* TASK REQUIREMENTS: Whenever a line in the records below holds the string "KStream", copy it out.

* GIVEN INFORMATION:
use std::iter::Peekable;
use std::str::CharIndices;

#[derive(Clone, Debug, PartialEq)]
pub enum Token {
    Int(i128),
    Float(f64),
    Str(String),
    Ident(String),
    DoubleColon,
    Dot,
    Comma,
    LParen,
    RParen,
    LBracket,
    RBracket,
    Question,
    Colon,
    Plus,
    Minus,
    Star,
    Slash,
    Percent,
    Shl,
    Shr,
    Amp,
    Pipe,
    Caret,
    Tilde,
    Lt,
    Le,
    Gt,
    Ge,
    EqEq,
    NotEq,
}

/// Lexing failure with the byte offset where it occurred.
#[derive(Clone, Debug, PartialEq, Eq)]
pub struct LexError {
    pub offset: usize,
    pub message: String,
}

pub fn tokenize(src: &str) -> Result<Vec<(usize, Token)>, LexError> {
    let mut lexer = Lexer {
        src,
        chars: src.char_indices().peekable(),
    };
    let mut tokens = Vec::new();
    while let Some(tok) = lexer.next_token()? {
        tokens.push(tok);
    }
    Ok(tokens)
}

struct Lexer<'a> {
    src: &'a str,
    chars: Peekable<CharIndices<'a>>,
}

impl Lexer<'_> {
    fn error(offset: usize, message: impl Into<String>) -> LexError {
        LexError {
            offset,
            message: message.into(),
        }
    }

    fn eat(&mut self, expected: char) -> bool {
        if self.chars.peek().map(|&(_, c)| c) == Some(expected) {
            self.chars.next();
            true
        } else {
            false
        }
    }

    fn next_token(&mut self) -> Result<Option<(usize, Token)>, LexError> {
        while self.chars.next_if(|&(_, c)| c.is_whitespace()).is_some() {}
        let Some((start, c)) = self.chars.next() else {
            return Ok(None);
        };
        let tok = match c {
            '0'..='9' => self.number(start)?,
            'a'..='z' | 'A'..='Z' | '_' => self.ident(start),
            '"' | '\'' => self.string(start, c)?,
            ':' if self.eat(':') => Token::DoubleColon,
            ':' => Token::Colon,
            '.' => Token::Dot,
            ',' => Token::Comma,
            '(' => Token::LParen,
            ')' => Token::RParen,
            '[' => Token::LBracket,
            ']' => Token::RBracket,
            '?' => Token::Question,
            '+' => Token::Plus,
            '-' => Token::Minus,
            '*' => Token::Star,
            '/' => Token::Slash,
            '%' => Token::Percent,
            '&' => Token::Amp,
            '|' => Token::Pipe,
            '^' => Token::Caret,
            '~' => Token::Tilde,
            '<' if self.eat('<') => Token::Shl,
            '<' if self.eat('=') => Token::Le,
            '<' => Token::Lt,
            '>' if self.eat('>') => Token::Shr,
            '>' if self.eat('=') => Token::Ge,
            '>' => Token::Gt,
            '=' if self.eat('=') => Token::EqEq,
            '!' if self.eat('=') => Token::NotEq,
            other => return Err(Self::error(start, format!("unexpected character {other:?}"))),
        };
        Ok(Some((start, tok)))
    }

    fn ident(&mut self, start: usize) -> Token {
        let mut end = start + 1;
        while let Some((i, c)) = self
            .chars
            .next_if(|&(_, c)| c.is_ascii_alphanumeric() || c == '_')
        {
            end = i + c.len_utf8();
        }
        Token::Ident(self.src[start..end].to_owned())
    }

    fn number(&mut self, start: usize) -> Result<Token, LexError> {
        let mut end = start + 1;
        while let Some((i, c)) = self
            .chars
            .next_if(|&(_, c)| c.is_ascii_alphanumeric() || c == '_')
        {
            end = i + c.len_utf8();
        }
        let mut is_float = false;
        // A '.' followed by a digit continues a float; otherwise it is
        // member access on an integer.
        if self.chars.peek().map(|&(_, c)| c) == Some('.') {
            let mut ahead = self.chars.clone();
            ahead.next();
            if ahead.peek().is_some_and(|&(_, c)| c.is_ascii_digit()) {
                self.chars.next();
                is_float = true;
                while let Some((i, c)) = self.chars.next_if(|&(_, c)| {
                    c.is_ascii_alphanumeric() || c == '_'
                }) {
                    end = i + c.len_utf8();
                }
            }
        }
        let text: String = self.src[start..end].chars().filter(|&c| c != '_').collect();
        let lower = text.to_ascii_lowercase();
        if is_float || (lower.contains('e') && !lower.starts_with("0x")) {
            // Exponent with a sign, e.g. `1e-3`.
            let mut text = text;
            if lower.ends_with('e') && matches!(self.chars.peek(), Some(&(_, '+' | '-'))) {
                if let Some((_, sign)) = self.chars.next() {
                    text.push(sign);
                }
                while let Some((_, c)) = self.chars.next_if(|&(_, c)| c.is_ascii_digit()) {
                    text.push(c);
                }
            }
            return text
                .parse::<f64>()
                .map(Token::Float)
                .map_err(|_| Self::error(start, format!("invalid number {text:?}")));
        }
        let (radix, digits) = if let Some(rest) = lower.strip_prefix("0x") {
            (16, rest)
        } else if let Some(rest) = lower.strip_prefix("0b") {
            (2, rest)
        } else if let Some(rest) = lower.strip_prefix("0o") {
            (8, rest)
        } else {
            (10, lower.as_str())
        };
        i128::from_str_radix(digits, radix)
            .map(Token::Int)
            .map_err(|_| Self::error(start, format!("invalid integer {text:?}")))
    }

    fn string(&mut self, start: usize, quote: char) -> Result<Token, LexError> {
        let mut out = String::new();
        loop {
            let Some((_, c)) = self.chars.next() else {
                return Err(Self::error(start, "unterminated string literal"));
            };
            match c {
                c if c == quote => return Ok(Token::Str(out)),
                // Single-quoted strings are literal; double-quoted ones
                // understand the usual escapes.
                '\\' if quote == '"' => {
                    let Some((at, esc)) = self.chars.next() else {
                        return Err(Self::error(start, "unterminated string literal"));
                    };
                    out.push(match esc {
                        'n' => '\n',
                        't' => '\t',
                        'r' => '\r',
                        '0' => '\0',
                        '\\' => '\\',
                        '"' => '"',
                        '\'' => '\'',
                        other => {
                            return Err(Self::error(at, format!("unknown escape \\{other}")));
                        }
                    });
                }
                c => out.push(c),
            }
        }
    }
}

#[cfg(test)]
mod tests {
    use super::*;

    fn kinds(src: &str) -> Vec<Token> {
        tokenize(src).unwrap().into_iter().map(|(_, t)| t).collect()
    }

    #[test]
    fn numbers_in_all_radixes() {
        assert_eq!(
            kinds("12 0x1F 0b101 0o17 1_000 2.5"),
            vec![
                Token::Int(12),
                Token::Int(31),
                Token::Int(5),
                Token::Int(15),
                Token::Int(1000),
                Token::Float(2.5)
            ]
        );
    }

    #[test]
    fn integer_member_access_is_not_a_float() {
        assert_eq!(
            kinds("3.to_s"),
            vec![Token::Int(3), Token::Dot, Token::Ident("to_s".into())]
        );
    }

    #[test]
    fn operators_and_paths() {
        assert_eq!(
            kinds("a::b << 2 >= c != d"),
            vec![
                Token::Ident("a".into()),
                Token::DoubleColon,
                Token::Ident("b".into()),
                Token::Shl,
                Token::Int(2),
                Token::Ge,
                Token::Ident("c".into()),
                Token::NotEq,
                Token::Ident("d".into())
            ]
        );
    }

    #[test]
    fn string_quoting_rules() {
        assert_eq!(kinds(r#""a\n""#), vec![Token::Str("a\n".into())]);
        assert_eq!(kinds(r"'a\n'"), vec![Token::Str("a\\n".into())]);
        assert!(tokenize("\"open").is_err());
    }

    #[test]
    fn rejects_stray_characters() {
        let err = tokenize("a $ b").unwrap_err();
        assert_eq!(err.offset, 2);
    }
}
//! End-to-end compilation of the schema fixtures.
//!
//! Every fixture under `tests/fixtures/` is compiled with the default
//! configuration and the emitted module is parsed with `syn`, so a
//! regression that produces malformed Rust fails here before any
//! downstream crate tries to build the generated decoder. The remaining
//! tests pin the decode strategy chosen for representative fields.

use ksy_compiler::{CompileError, Compiler, CompilerConfig, compile_str};
use ksy_tests::{FIXTURES, compile_fixture, load_fixture};

fn module(name: &str) -> String {
    compile_fixture(name)
        .unwrap_or_else(|e| panic!("fixture {name} failed to compile: {e}"))
        .module
}

fn assert_contains(out: &str, snippets: &[&str]) {
    for snippet in snippets {
        assert!(out.contains(snippet), "missing `{snippet}` in:\n{out}");
    }
}

// ── Every fixture ─────────────────────────────────────────────────────────────

#[test]
fn every_fixture_emits_valid_rust() {
    for name in FIXTURES {
        let out = module(name);
        if let Err(e) = syn::parse_file(&out) {
            panic!("fixture {name} produced invalid Rust: {e}\n{out}");
        }
        assert!(out.starts_with("// @generated by ksy-compiler\n"));
        assert!(out.contains("use ksy_runtime as rt;"));
    }
}

#[test]
fn compilation_is_deterministic() {
    for name in FIXTURES {
        assert_eq!(module(name), module(name), "fixture {name}");
    }
}

#[test]
fn every_record_gets_decode_entry_points() {
    for name in FIXTURES {
        let generated = compile_fixture(name).unwrap();
        let (root, nested) = generated.records.split_first().unwrap();
        assert!(generated.module.contains(&format!("impl rt::Decode for {root} {{")));
        for record in nested {
            assert!(
                generated.module.contains(&format!("impl {record} {{")),
                "{name}: no impl for {record}"
            );
        }
    }
}

// ── Strategies ────────────────────────────────────────────────────────────────

#[test]
fn terminated_strings() {
    let out = module("terminated");
    assert_contains(
        &out,
        &[
            "/// Null-terminated and padded strings.",
            "io.read_bytes_term(0_u8, rt::Terminator { include: false, consume: true, eos_error: true })?",
            "let raw = rt::bytes_strip_right(raw, 32_u8);",
            "let raw = rt::bytes_terminate(raw, 0_u8, false);",
            "io.read_bytes_term(10_u8, rt::Terminator { include: true, consume: false, eos_error: false })?",
            "rt::decode_text(raw, rt::TextEncoding::Ascii)?",
            "io.read_bytes_full()?",
            "pub fn name(&self) -> &str {",
            "pub fn rest(&self) -> &[u8] {",
        ],
    );
}

#[test]
fn repetitions_and_suffix_endianness() {
    let out = module("repetitions");
    assert_contains(
        &out,
        &[
            "pub fn fixed(&self) -> &[u16] {",
            "pub fn until_nine(&self) -> &[u8] {",
            "rt::repeat_expr(io, count, |io: &mut rt::KStream, index: usize|",
            "rt::repeat_until(",
            "rt::repeat_eos(io, |io: &mut rt::KStream, index: usize|",
            "io.read_u2(rt::Endian::Little)?",
            "io.read_u2(rt::Endian::Big)?",
            "total: rt::Lazy<i64>,",
            "pub fn total(&self) -> Result<&i64, rt::DecodeError> {",
        ],
    );
}

#[test]
fn switch_emits_case_enum() {
    let generated = compile_fixture("tagged_switch").unwrap();
    assert_eq!(
        generated.records,
        ["Tagged", "Record", "Point", "LabelBody", "Opaque"]
    );
    assert_eq!(generated.enums, ["Kind", "RecordBody"]);
    assert_contains(
        &generated.module,
        &[
            "rt::ensure_contents(&raw, &[137_u8, 84_u8, 65_u8, 71_u8], \"magic\")?;",
            "Ok(Kind::from(io.read_u1()? as i64))",
            "pub fn body(&self) -> Option<&RecordBody> {",
            "Point::read(&mut sub, &parents.push(self), root)?",
            "pub enum RecordBody {",
            "Point(Box<Point>),",
            "LabelBody(Box<LabelBody>),",
            "Opaque(Box<Opaque>),",
            "/// UTF-8 text.",
            "(255, \"reserved\"),",
        ],
    );
}

#[test]
fn process_pipeline_feeds_nested_record() {
    let out = module("processed");
    assert_contains(
        &out,
        &[
            "rt::process_xor_one(&raw, ",
            "rt::process_xor_many(&raw, ",
            "let raw = rt::process_rotate_left(&raw, 3_u32);",
            "let raw = rt::process_rotate_right(&raw, 1_u32);",
            "let raw = rt::process_zlib(&raw)?;",
            "let mut sub = rt::KStream::new(raw);",
            "Inner::read(&mut sub, &rt::Parents::new(self), self)?",
            "pub fn packed(&self) -> Option<&Inner> {",
            "io.read_u2(rt::Endian::Big)?",
        ],
    );
    let rol = out.find("process_rotate_left").unwrap();
    let ror = out.find("process_rotate_right").unwrap();
    assert!(rol < ror, "pipeline steps must keep declared order");
}

#[test]
fn derived_fields_are_lazy_accessors() {
    let out = module("instances");
    assert_contains(
        &out,
        &[
            "entries: rt::Lazy<Vec<u32>>,",
            "pub fn entries(&self, parents: &rt::Parents<'_>, root: &Indexed) -> Result<&Vec<u32>, rt::DecodeError> {",
            "self.entries.get_or_eval(|| self.parse_entries(parents, root))",
            "let count = rt::count((self.num_entries as i64), \"entries\")?;",
            "let mut stream = self.base.stream();",
            "io.at(rt::Origin::Start, pos, |io: &mut rt::KStream|",
            "io.at(rt::Origin::End, pos, |io: &mut rt::KStream|",
            "io.read_u4(rt::Endian::Big)?",
            "pub fn footer(&self) -> Result<&u32, rt::DecodeError> {",
            "pub fn entry_count(&self) -> Result<&i64, rt::DecodeError> {",
        ],
    );
}

#[test]
fn parent_and_root_are_threaded() {
    let out = module("parent_links");
    assert_contains(
        &out,
        &[
            "pub fn read(io: &mut rt::KStream, parents: &rt::Parents<'_>, root: &Nested) -> Result<Self, rt::DecodeError> {",
            "Row::read(io, &rt::Parents::new(self), self)?",
            "(parents.get::<Nested>(1)?.width as i64)",
            "(root.version as i64)",
            "pub fn rows(&self) -> &[Row] {",
        ],
    );
}

// ── Configuration ─────────────────────────────────────────────────────────────

#[test]
fn docs_can_be_suppressed() {
    let schema = load_fixture("terminated");
    let quiet = Compiler::new(CompilerConfig {
        emit_docs: false,
        ..CompilerConfig::default()
    })
    .compile(&schema)
    .unwrap();
    assert!(!quiet.module.contains("Null-terminated and padded strings."));
    syn::parse_file(&quiet.module).unwrap();
}

#[test]
fn endian_suffix_rule_can_be_disabled() {
    let schema = load_fixture("repetitions");
    let out = Compiler::new(CompilerConfig {
        big_endian_suffix: String::new(),
        ..CompilerConfig::default()
    })
    .compile(&schema)
    .unwrap()
    .module;
    assert!(!out.contains("rt::Endian::Big"));
}

#[test]
fn custom_header_comment() {
    let schema = load_fixture("terminated");
    let out = Compiler::new(CompilerConfig {
        header_comment: "// generated, do not edit".to_owned(),
        ..CompilerConfig::default()
    })
    .compile(&schema)
    .unwrap()
    .module;
    assert!(out.starts_with("// generated, do not edit\n// Source schema: terminated\n"));
}

// ── Compile errors ────────────────────────────────────────────────────────────

#[test]
fn unknown_type_names_record_and_field() {
    let err = compile_str(
        r#"{"meta": {"id": "img"}, "types": {"hdr": {"seq": [{"id": "w", "type": "u3"}]}},
            "seq": [{"id": "h", "type": "hdr"}]}"#,
    )
    .unwrap_err();
    assert_eq!(err.to_string(), "hdr.w: unknown type \"u3\"");
}

#[test]
fn repeat_without_count() {
    let err = compile_str(r#"{"meta": {"id": "t"}, "seq": [{"id": "xs", "type": "u1", "repeat": "expr"}]}"#)
        .unwrap_err();
    assert!(matches!(err, CompileError::MissingRepeatExpr { ref field, .. } if field == "xs"));

    let err = compile_str(r#"{"meta": {"id": "t"}, "seq": [{"id": "xs", "type": "u1", "repeat": "until"}]}"#)
        .unwrap_err();
    assert!(matches!(err, CompileError::MissingRepeatUntil { .. }));
}

#[test]
fn unresolved_identifier_and_enum() {
    let err = compile_str(
        r#"{"meta": {"id": "t"}, "seq": [{"id": "data", "size": "missing_len"}]}"#,
    )
    .unwrap_err();
    assert!(
        matches!(err, CompileError::UnresolvedIdentifier { ref field, ref name, .. }
            if field == "data" && name == "missing_len"),
        "{err}"
    );

    let err = compile_str(
        r#"{"meta": {"id": "t"}, "seq": [{"id": "k", "type": "u1", "enum": "nope"}]}"#,
    )
    .unwrap_err();
    assert!(matches!(err, CompileError::UnresolvedEnum { .. }), "{err}");
}

#[test]
fn grandparents_and_shared_records_are_threaded() {
    let out = module("lineage");
    assert_contains(
        &out,
        &[
            "Group::read(io, &rt::Parents::new(self), self)?",
            "Leaf::read(io, &parents.push(self), root)?",
            "rt::count((parents.get::<Lineage>(2)?.count as i64), \"xs\")?",
            "Ok((parents.get::<Group>(1)?.count as i64))",
            "let up = parents.link(1)?.record();",
            "if let Some(p) = up.downcast_ref::<Lineage>() { (p.count as i64) }",
            "else if let Some(p) = up.downcast_ref::<Group>() { (p.count as i64) }",
            "return Err(rt::DecodeError::ParentMismatch { depth: 1, expected: \"lineage | group\" })",
        ],
    );
}

#[test]
fn parent_member_types_must_agree() {
    let err = compile_str(
        r#"{
            "meta": {"id": "t"},
            "seq": [{"id": "n", "type": "u1"}, {"id": "a", "type": "wrap"}, {"id": "b", "type": "item"}],
            "types": {
                "wrap": {"seq": [{"id": "n", "type": "strz", "encoding": "ASCII"}, {"id": "i", "type": "item"}]},
                "item": {"seq": [{"id": "xs", "type": "u1", "repeat": "expr", "repeat-expr": "_parent.n"}]}
            }
        }"#,
    )
    .unwrap_err();
    assert!(
        matches!(err, CompileError::AmbiguousParent { ref record, ref member, .. }
            if record == "item" && member == "n"),
        "{err}"
    );
}
//! Shared helpers for the integration tests and benches.

use std::path::{Path, PathBuf};

use ksy_compiler::{CompileError, Compiler, CompilerConfig, GeneratedSource};
use ksy_schema::Schema;

/// Every schema under `tests/fixtures/`, by file stem.
pub const FIXTURES: &[&str] = &[
    "instances",
    "lineage",
    "parent_links",
    "processed",
    "repetitions",
    "tagged_switch",
    "terminated",
];

pub fn fixture_path(name: &str) -> PathBuf {
    Path::new(env!("CARGO_MANIFEST_DIR"))
        .join("tests/fixtures")
        .join(format!("{name}.json"))
}

/// Load `tests/fixtures/<name>.json`.
///
/// # Panics
///
/// If the fixture is missing or malformed.
pub fn load_fixture(name: &str) -> Schema {
    let path = fixture_path(name);
    Schema::from_path(&path)
        .unwrap_or_else(|e| panic!("failed to load fixture {}: {e}", path.display()))
}

/// Compile a fixture with the default configuration.
///
/// # Errors
///
/// Whatever the compiler reports for the fixture.
pub fn compile_fixture(name: &str) -> Result<GeneratedSource, CompileError> {
    Compiler::new(CompilerConfig::default()).compile(&load_fixture(name))
}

* TASK ANSWER:
            "rt::repeat_expr(io, count, |io: &mut rt::KStream, index: usize|",
            "rt::repeat_eos(io, |io: &mut rt::KStream, index: usize|",
            "let mut sub = rt::KStream::new(raw);",
            "io.at(rt::Origin::Start, pos, |io: &mut rt::KStream|",
            "io.at(rt::Origin::End, pos, |io: &mut rt::KStream|",
            "pub fn read(io: &mut rt::KStream, parents: &rt::Parents<'_>, root: &Nested) -> Result<Self, rt::DecodeError> {",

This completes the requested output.